Pergerakan harga dalam 24 jam terakhir
Perbedaan ApeX Protocol dan Nano: ApeX Protocol diperdagangkan di Rp4.992 (kapitalisasi pasar Rp693,45M, volume 24 jam Rp26,38M), sedangkan Nano diperdagangkan di Rp5.887 (kapitalisasi pasar Rp789,85M, volume 24 jam Rp2,45M). Perbedaan utamanya: ApeX Protocol dan Nano berukuran mirip dari sisi kapitalisasi pasar, dan suplai beredar ApeX Protocol 138,4M / 500M APEX (28%) dibanding 133,2M / 133,2M XNO (100%) milik Nano. Mana yang lebih baik tergantung tujuan investasimu — di Pluang, investor rata-rata menyimpan ApeX Protocol selama 18 Hari dan Nano selama 83 Hari.
| APEX | XNO | |
|---|---|---|
Kap. Pasar | Rp693,45M | Rp789,85M |
Volume (24h) | Rp26,38M | Rp2,45M |
Suplai yang Beredar | 138,4M / 500M APEX (28%) | 133,2M / 133,2M XNO (100%) |
Typical Hold Time | 18 Hari | 83 Hari |
Sinyal dari Aura AI Pluang — bukan nasihat finansial
APEX Protocol menunjukkan sinyal teknis bearish dengan harga saat ini Rp4.967, di bawah pivot point Rp5.005. Sirkulasi token rendah (28%) dan rata-rata hold time pendek (18 hari) mengindikasikan volatilitas tinggi. Berita terbaru dari GlobeNewsWire tanggal 18 Juni 2026 tidak relevan dengan ekosistem kripto APEX, sehingga tidak berdampak langsung pada token.
Outlook keseluruhan netral-cenderung bearish. Peluang utama terletak pada potensi rebound dari support kuat di Rp4.705, sementara risiko utama adalah tekanan jual berkelanjutan dengan 14 sinyal jual vs 3 beli. Investor harus waspada terhadap likuiditas terbatas dengan market cap Rp688,81 juta.

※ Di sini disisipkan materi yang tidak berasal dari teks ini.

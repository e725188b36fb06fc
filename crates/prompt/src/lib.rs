//! Prompt structure assembly.
//!
//! Turns a list of configured [`PromptEntry`] records and a conversation
//! transcript into the ordered message list sent to a language model.
//!
//! # Pipeline
//!
//! | Stage | Module | Output |
//! |-------|--------|--------|
//! | 1. Partition | [`partition`] | `relative` and `in_chat` buckets, input order kept |
//! | 2. Condense (optional) | [`condense`] | One merged system entry replacing all others |
//! | 3. Inject | [`inject`] | Transcript with firing in-chat entries spliced in |
//! | 4. Assemble | [`assembler`] | Relative entries followed by the injected transcript |
//!
//! # Determinism
//!
//! Every stage is a pure function of its inputs: identical entries and
//! transcripts always produce identical output. Nothing is cached and no
//! state is shared between calls, so the assembler can be invoked on every
//! keystroke of a live preview or from several threads at once.
//!
//! [`PromptEntry`]: parlor_core::PromptEntry

pub mod assembler;
pub mod condense;
pub mod inject;
pub mod partition;
pub mod preview;
pub mod report;

pub use assembler::{AssembledPrompt, PromptAssembler, assemble};
pub use condense::{CONDENSED_ENTRY_ID, condense};
pub use inject::{Insertion, InsertionPlan, inject, plan_insertions};
pub use partition::{Partition, partition};
pub use preview::{mock_transcript, preview, render_structure};
pub use report::{AssemblyReport, FiredEntry, SkipReason, SkippedEntry};
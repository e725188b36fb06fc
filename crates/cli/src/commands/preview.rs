//! `parlor preview`: Show the assembled prompt over mock turns.

use std::path::Path;

use parlor_prompt::{AssembledPrompt, AssemblyReport, preview, render_structure};

pub fn run(
    config: Option<&Path>,
    pairs: Option<usize>,
    condense: bool,
    json: bool,
) -> Result<(), Box<dyn std::error::Error>> {
    let config = super::load_config(config)?;
    let pairs = config.preview_pairs(pairs)?;
    let condense = condense || config.prompt.condense_prompt_entries;

    let result = preview(&config.prompt.entries, pairs, condense);

    if json {
        println!("{}", serde_json::to_string_pretty(&to_json(&result))?);
        return Ok(());
    }

    println!(
        "Prompt structure — {} mock exchange(s), {} message(s){}",
        pairs,
        result.messages.len(),
        if condense { ", condensed" } else { "" }
    );
    println!();
    print!("{}", render_structure(&result.messages));
    println!();
    print!("{}", summarize(&result.report));

    Ok(())
}

fn to_json(result: &AssembledPrompt) -> serde_json::Value {
    serde_json::json!({
        "messages": result.messages,
        "report": result.report,
    })
}

/// One line per fired and skipped entry.
fn summarize(report: &AssemblyReport) -> String {
    let mut out = format!(
        "  Relative: {}   Injected: {}   Skipped: {}\n",
        report.relative_count,
        report.injected_count(),
        report.skipped.len()
    );
    for fired in &report.fired {
        out.push_str(&format!(
            "  ✅ {} inserted at transcript position {}\n",
            fired.entry_id, fired.raw_position
        ));
    }
    for skipped in &report.skipped {
        out.push_str(&format!("  ⏭️  {} — {}\n", skipped.entry_id, skipped.reason));
    }
    out
}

XNO diperdagangkan di Rp5.783 dengan kapitalisasi pasar Rp793,87 juta. Aset ini menunjukkan sirkulasi penuh 133,2 juta token dan rata-rata hold time 83 hari, mengindikasikan holding jangka menengah. Tidak ada update protokol atau perkembangan ekosistem signifikan yang tercatat dalam periode terakhir. Tren teknis menunjukkan volatilitas moderat dengan volume perdagangan yang perlu dipantau untuk konfirmasi momentum.
Outlook XNO netral dengan risiko volatilitas kripto yang melekat. Peluang terbatas pada pertumbuhan adopsi jaringan, namun investor harus waspada terhadap likuiditas rendah yang dapat memperparah fluktuasi harga. Risiko regulasi dan minimnya perkembangan fundamental menjadi faktor pembatas.
Aktivitas investor Pluang dalam 30 hari terakhir
ApeX Protocol adalah protokol derivatif perpetual yang terdesentralisasi, non-kustodian, permissionless, dan tahan sensor. Protokol ini memungkinkan pembuatan pasar perpetual swap untuk berbagai pasangan token. Pengguna dapat melakukan perdagangan derivatif crypto di blockchain Ethereum tanpa perantara, sambil tetap mempertahankan kendali penuh atas private key mereka.
Selengkapnya di halaman APEX →Nano adalah kripto ringan sekaligus platform pembayaran yang membutuhkan sumber daya minimal dan memproses transaksi tanpa biaya. Nano dirancang agar dapat memproses transaksi cepat sehingga sebagian besar transaksinya selesai dalam waktu kurang dari satu detik.